David Dostal, sentant que ses joueurs sont en train de perdre prise, demande un temps mort. Las, sur une nouvelle contre-attaque, Andry Buntic ne se fait pas prier pour crucifier les Lions (1-3, 35'42''). Compiègne est K-O debout face à des Orléanais déchaînés. Guillaume Grandin est ainsi sur le point de corser un peu plus l'addition, mais il ne trouve que le poteau de Richard Caladi. Dépassés dans les débats, les Lions durcissent le jeu. Pour preuve ce tampon énorme entre Julien Levasseur et Damien Bery qui laisse le défenseur orléanais sonné quelques instants.

Cet épisode n'empêche pas les Renards d'accentuer la pression et c'est au tour de Thomas Saint-André de mettre à contribution Richard Caladi (37'45''). Réponse du berger à la bergère, Michal Plichta plein axe allume Chand Smith qui rassure toute sa défense en déviant le palet du bouclier (38'37''). L'arbitre renvoie tout le monde au vestiaire sur ce score de 3-1 en faveur d'Orléans. Les visiteurs, à l'expérience, ont assommé des compiégnois penauds.

HCC -_OrleansDes Lions méconnaissables

Être mené au score à domicile n'est pas chose nouvelle pour Compiègne et pendant la pause, la plupart des supporters s'accordent à dire que tout n'est pas perdu pour les Jaunes. Pourtant les Lions sont jusque là méconnaissables. Totalement inefficaces en attaque, peu rassurant en défense, les Picards sont loin de rassurer. Le début du dernier tiers-temps ne fait que confirmer ce constat. Orléans prive Compiègne du palet et parvient à se créer des situations dangereuses.

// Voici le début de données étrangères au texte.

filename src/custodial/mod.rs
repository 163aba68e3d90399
//! The remote MPC custody service: it holds the key, signs typed data on
//! request, and builds, signs and broadcasts contract calls itself.

mod client;
mod poll;

pub use client::HttpCustodialClient;
pub use poll::{poll_until, Observation, PollPolicy, PollState};

use async_trait::async_trait;
use ethers::types::transaction::eip712::TypedData;
use ethers::types::{Address, Bytes, H256, U256};
use serde::{Deserialize, Serialize};

use crate::prelude::Result;

#[derive(Debug, Clone, Serialize, Deserialize)]
pub struct CustodialConfig {
    pub base_url: String,
    pub api_key: String,
    pub wallet_id: String,
    /// Address of the custodial key; known up front so no lookup is needed
    pub address: Address,
    /// Chain code in the service's own naming (e.g. `MATIC`)
    pub chain_code: String,
}

/// A contract call for the service to build, sign and broadcast.
#[derive(Debug, Clone, PartialEq, Eq)]
pub struct ContractCall {
    pub to: Address,
    pub data: Bytes,
    pub value: U256,
}

#[derive(Debug, Clone, Copy, PartialEq, Eq, Serialize, Deserialize)]
#[serde(rename_all = "SCREAMING_SNAKE_CASE")]
pub enum RemoteStatus {
    Submitted,
    PendingScreening,
    PendingAuthorization,
    PendingSignature,
    Broadcasting,
    Confirming,
    Completed,
    Failed,
    Rejected,
    #[serde(other)]
    Unknown,
}

impl RemoteStatus {
    pub fn as_str(&self) -> &'static str {
        match self {
            RemoteStatus::Submitted => "SUBMITTED",
            RemoteStatus::PendingScreening => "PENDING_SCREENING",
            RemoteStatus::PendingAuthorization => "PENDING_AUTHORIZATION",
            RemoteStatus::PendingSignature => "PENDING_SIGNATURE",
            RemoteStatus::Broadcasting => "BROADCASTING",
            RemoteStatus::Confirming => "CONFIRMING",
            RemoteStatus::Completed => "COMPLETED",
            RemoteStatus::Failed => "FAILED",
            RemoteStatus::Rejected => "REJECTED",
            RemoteStatus::Unknown => "UNKNOWN",
        }
    }
}

/// Status record of a submitted request.
#[derive(Debug, Clone, PartialEq, Eq)]
pub struct RemoteTransaction {
    pub id: String,
    pub status: RemoteStatus,
    pub transaction_hash: Option<H256>,
    pub signature: Option<Bytes>,
    pub failed_reason: Option<String>,
}

impl RemoteTransaction {
    /// A contract call is done once it reaches CONFIRMING with a hash.
    pub fn call_observation(self) -> Observation<H256> {
        match (self.status, self.transaction_hash) {
            (RemoteStatus::Confirming | RemoteStatus::Completed, Some(hash)) => {
                Observation::Ready(hash)
            }
            (status @ (RemoteStatus::Failed | RemoteStatus::Rejected), _) => Observation::Failed {
                status: status.as_str().to_string(),
                reason: self.failed_reason.unwrap_or_default(),
            },
            (status, _) => Observation::Pending {
                status: status.as_str().to_string(),
            },
        }
    }

    /// A message-sign request is done once the signature is attached.
    pub fn signature_observation(self) -> Observation<Bytes> {
        match (self.status, self.signature) {
            (RemoteStatus::Completed, Some(signature)) => Observation::Ready(signature),
            (status @ (RemoteStatus::Failed | RemoteStatus::Rejected), _) => Observation::Failed {
                status: status.as_str().to_string(),
                reason: self.failed_reason.unwrap_or_default(),
            },
            (status, _) => Observation::Pending {
                status: status.as_str().to_string(),
            },
        }
    }
}

#[async_trait]
pub trait CustodialApi: Send + Sync {
    /// Submit a contract call; returns the service's transaction id.
    async fn submit_contract_call(&self, call: &ContractCall) -> Result<String>;
    /// Submit an EIP-712 document for signing; returns the request id.
    async fn submit_typed_data(&self, typed_data: &TypedData) -> Result<String>;
    async fn transaction_status(&self, id: &str) -> Result<RemoteTransaction>;
}
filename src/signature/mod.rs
//! EIP-712 documents and the signature plumbing around them.

mod clob_auth;
mod typed_data;

pub use clob_auth::{
    ClobAuthHeaders, POLY_ADDRESS_HEADER, POLY_NONCE_HEADER, POLY_SIGNATURE_HEADER,
    POLY_TIMESTAMP_HEADER,
};
pub use typed_data::{
    clob_auth_typed_data, create_proxy_typed_data, safe_tx_typed_data, SafeOperation,
    SafeTransaction,
};

use ethers::types::transaction::eip712::{Eip712, TypedData};
use ethers::types::{Address, Bytes, Signature, U256};

use crate::bindings::Sig;
use crate::prelude::Result;
use crate::Error;

/// Parse a 65-byte `r || s || v` signature, lifting a raw recovery id
/// (0/1) to the 27/28 form Safe and the factory expect.
pub fn normalize_signature(raw: &[u8]) -> Result<Signature> {
    if raw.len() != 65 {
        return Err(Error::SignatureFailure(format!(
            "expected 65 signature bytes, got {}",
            raw.len()
        )));
    }
    let mut v = raw[64] as u64;
    if v < 27 {
        v += 27;
    }
    if v != 27 && v != 28 {
        return Err(Error::SignatureFailure(format!("invalid recovery byte {v}")));
    }
    Ok(Signature {
        r: U256::from_big_endian(&raw[0..32]),
        s: U256::from_big_endian(&raw[32..64]),
        v,
    })
}

/// Check that `signature` over `typed_data` recovers to `expected`.
pub fn verify_typed_signature(
    typed_data: &TypedData,
    signature: &Signature,
    expected: Address,
) -> Result<()> {
    let digest = typed_data.encode_eip712().map_err(|e| Error::Encoding {
        what: "typed data digest",
        message: e.to_string(),
    })?;
    let recovered = signature
        .recover(digest)
        .map_err(|e| Error::SignatureFailure(e.to_string()))?;
    if recovered != expected {
        return Err(Error::SignatureFailure(format!(
            "{} signature recovers to {recovered:?}, expected {expected:?}",
            typed_data.primary_type
        )));
    }
    Ok(())
}

/// The packed `signatures` blob for a threshold-1 Safe: a single
/// `r || s || v` with `v` in {27, 28}.
pub fn pack_signature(signature: &Signature) -> Bytes {
    Bytes::from(signature.to_vec())
}

/// Split into the `(v, r, s)` struct the factory's `createProxy` takes.
pub fn split_signature(signature: &Signature) -> Sig {
    let mut r = [0u8; 32];
    let mut s = [0u8; 32];
    signature.r.to_big_endian(&mut r);
    signature.s.to_big_endian(&mut s);
    Sig {
        v: signature.v as u8,
        r,
        s,
    }
}
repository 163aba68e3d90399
pub type Result<T> = std::result::Result<T, crate::Error>;
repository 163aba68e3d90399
use ethers::types::{Address, H256};
use thiserror::Error;

use crate::engine::SignatureMode;

#[derive(Error, Debug)]
pub enum Error {
    #[error("Configuration error: {0}")]
    Configuration(String),
    #[error("Unsupported chain id {0}")]
    UnsupportedChain(u64),
    #[error("Signature mode {0:?} is not supported")]
    UnsupportedMode(SignatureMode),
    #[error("No signer configured for {0}")]
    MissingSigner(&'static str),

    #[error("Failed to derive smart wallet address for {owner:?}: {message}")]
    DerivationFailed { owner: Address, message: String },
    #[error("Failed to encode {what}: {message}")]
    Encoding { what: &'static str, message: String },
    #[error("Gas estimation failed for call to {to:?} through {wallet:?}: {message}")]
    EstimationFailed {
        wallet: Address,
        to: Address,
        message: String,
    },
    #[error("Signature failure: {0}")]
    SignatureFailure(String),
    #[error("Submission failed while {step} (to {to:?}): {message}")]
    SubmissionFailed {
        step: &'static str,
        to: Address,
        message: String,
    },
    #[error("Remote transaction {id} not confirmed after {attempts} attempts")]
    ConfirmationTimeout { id: String, attempts: u32 },
    #[error("Remote transaction {id} ended as {status}: {reason}")]
    RemoteTransactionFailed {
        id: String,
        status: String,
        reason: String,
    },
    #[error("Smart wallet {0:?} is already deployed")]
    AlreadyDeployed(Address),
    #[error("Smart wallet {0:?} is not deployed")]
    NotDeployed(Address),

    #[error("Chain read failed for {what} on {contract:?}: {message}")]
    ChainRead {
        what: &'static str,
        contract: Address,
        message: String,
    },
    #[error("Approval pass aborted at {grant} after {} submitted transaction(s): {source}", submitted.len())]
    ApprovalAborted {
        grant: String,
        submitted: Vec<H256>,
        #[source]
        source: Box<Error>,
    },

    #[error("Wallet error: {0}")]
    Wallet(String),
    #[error("Private key parse error: {0}")]
    PrivateKeyParse(String),
    #[error("Json parse error: {0}")]
    JsonParse(String),
    #[error("Generic request error: {0}")]
    GenericRequest(String),
}

impl From<reqwest::Error> for Error {
    fn from(e: reqwest::Error) -> Self {
        Error::GenericRequest(e.to_string())
    }
}

impl From<serde_json::Error> for Error {
    fn from(e: serde_json::Error) -> Self {
        Error::JsonParse(e.to_string())
    }
}
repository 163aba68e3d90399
//! Who controls the account: an in-process key, a keystore file, or the
//! custody service.

mod custodial;
mod keystore;

pub use custodial::CustodialSigner;
pub use keystore::KeystoreSigner;

use std::str::FromStr;
use std::sync::Arc;

use chrono::Utc;
use ethers::signers::{LocalWallet, Signer};
use ethers::types::transaction::eip2718::TypedTransaction;
use ethers::types::transaction::eip712::TypedData;
use ethers::types::{Address, Bytes, Signature};

use crate::config::SignerSettings;
use crate::custodial::{CustodialApi, HttpCustodialClient, PollPolicy};
use crate::prelude::Result;
use crate::signature::{clob_auth_typed_data, ClobAuthHeaders};
use crate::Error;

#[derive(Debug, Clone)]
pub enum SignerBackend {
    Local(LocalWallet),
    Keystore(KeystoreSigner),
    Custodial(CustodialSigner),
}

impl SignerBackend {
    pub fn from_private_key(key: &str) -> Result<Self> {
        let wallet = LocalWallet::from_str(key.trim_start_matches("0x"))
            .map_err(|e| Error::PrivateKeyParse(e.to_string()))?;
        Ok(SignerBackend::Local(wallet))
    }

    pub fn from_settings(settings: &SignerSettings, poll: &PollPolicy) -> Result<Self> {
        match settings {
            SignerSettings::PrivateKey(key) => Self::from_private_key(key),
            SignerSettings::Keystore {
                path,
                password,
                address,
            } => {
                let keystore = match address {
                    Some(address) if path.is_dir() => {
                        KeystoreSigner::from_directory(path, password, *address)?
                    }
                    _ => KeystoreSigner::from_file(path, password, *address)?,
                };
                Ok(SignerBackend::Keystore(keystore))
            }
            SignerSettings::Custodial(config) => {
                let api: Arc<dyn CustodialApi> =
                    Arc::new(HttpCustodialClient::new(None, config.clone()));
                Ok(SignerBackend::Custodial(CustodialSigner::new(
                    api,
                    config.address,
                    Some(poll.clone()),
                )))
            }
        }
    }

    /// Address of the controlling key. Never touches the network.
    pub fn address(&self) -> Address {
        match self {
            SignerBackend::Local(wallet) => wallet.address(),
            SignerBackend::Keystore(keystore) => keystore.wallet().address(),
            SignerBackend::Custodial(custodial) => custodial.address(),
        }
    }

    /// Whether transactions go through the custody service rather than
    /// being signed here.
    pub fn is_custodial(&self) -> bool {
        matches!(self, SignerBackend::Custodial(_))
    }

    /// Bind local keys to `chain_id` for EIP-155 transaction signing.
    pub fn with_chain_id(self, chain_id: u64) -> Self {
        match self {
            SignerBackend::Local(wallet) => SignerBackend::Local(wallet.with_chain_id(chain_id)),
            SignerBackend::Keystore(keystore) => {
                SignerBackend::Keystore(keystore.with_chain_id(chain_id))
            }
            custodial @ SignerBackend::Custodial(_) => custodial,
        }
    }

    /// Sign an EIP-712 document. The result always carries `v` in {27, 28}.
    pub async fn sign_typed_data(&self, typed_data: &TypedData) -> Result<Signature> {
        match self {
            SignerBackend::Local(wallet) => sign_locally(wallet, typed_data).await,
            SignerBackend::Keystore(keystore) => sign_locally(keystore.wallet(), typed_data).await,
            SignerBackend::Custodial(custodial) => custodial.sign_typed_data(typed_data).await,
        }
    }

    /// RLP-encode and sign a raw transaction. The custody backend cannot do
    /// this; its calls are submitted to the service instead.
    pub fn sign_transaction(&self, tx: &TypedTransaction) -> Result<Bytes> {
        let wallet = match self {
            SignerBackend::Local(wallet) => wallet,
            SignerBackend::Keystore(keystore) => keystore.wallet(),
            SignerBackend::Custodial(_) => {
                return Err(Error::SignatureFailure(
                    "custodial signer does not sign raw transactions".to_string(),
                ))
            }
        };
        let signature = wallet
            .sign_transaction_sync(tx)
            .map_err(|e| Error::SignatureFailure(e.to_string()))?;
        Ok(tx.rlp_signed(&signature))
    }

    /// Sign a ClobAuth challenge and return the L1 authentication headers.
    /// `timestamp` defaults to now, `nonce` to 0.
    pub async fn clob_auth_headers(
        &self,
        chain_id: u64,
        timestamp: Option<i64>,
        nonce: Option<u64>,
    ) -> Result<ClobAuthHeaders> {
        let timestamp = timestamp.unwrap_or_else(|| Utc::now().timestamp());
        let nonce = nonce.unwrap_or_default();
        let address = self.address();
        let typed_data = clob_auth_typed_data(address, chain_id, timestamp, nonce);
        let signature = self.sign_typed_data(&typed_data).await?;
        Ok(ClobAuthHeaders {
            address,
            signature,
            timestamp,
            nonce,
        })
    }
}

async fn sign_locally(wallet: &LocalWallet, typed_data: &TypedData) -> Result<Signature> {
    wallet
        .sign_typed_data(typed_data)
        .await
        .map_err(|e| Error::SignatureFailure(e.to_string()))
}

Les frères Tomasik se mettent rapidement en action. Tomas d'abord, qui perd son duel avec Richard Caladi (43'30''), puis Michel qui se teste de loin (44'10''), avant que Tomas n'en remette une couche sur un nouveau face-à-face perdu (45'14''). La maison jaune prend feu et heureusement que pompier Caladi a sorti le bleu de chauffe.

Les Lions essayent tant bien que mal de hausser le ton, mais ni Michal Plichta (46'30''), ni David Dostal (47'50'') ne parviennent à concrétiser leurs tentatives. Totalement libérés, les Renards, en infériorité numérique, enfoncent le clou par l'intermédiaire de Michel Tomasik sur une attaque rapidement jouée (1-4, 48'25''). On frôle l'humiliation, Compiègne s'énerve et concède les pénalités.

En infériorité, les Lions tentent de produire du jeu mais s'exposent aux contres. Sur une interception, Orléans se rue sur le but de Richard Caladi. Abandonné par la défense, Tomas Tomasik se présente seul face au gardien compiégnois et marque (1-5, 49'58'').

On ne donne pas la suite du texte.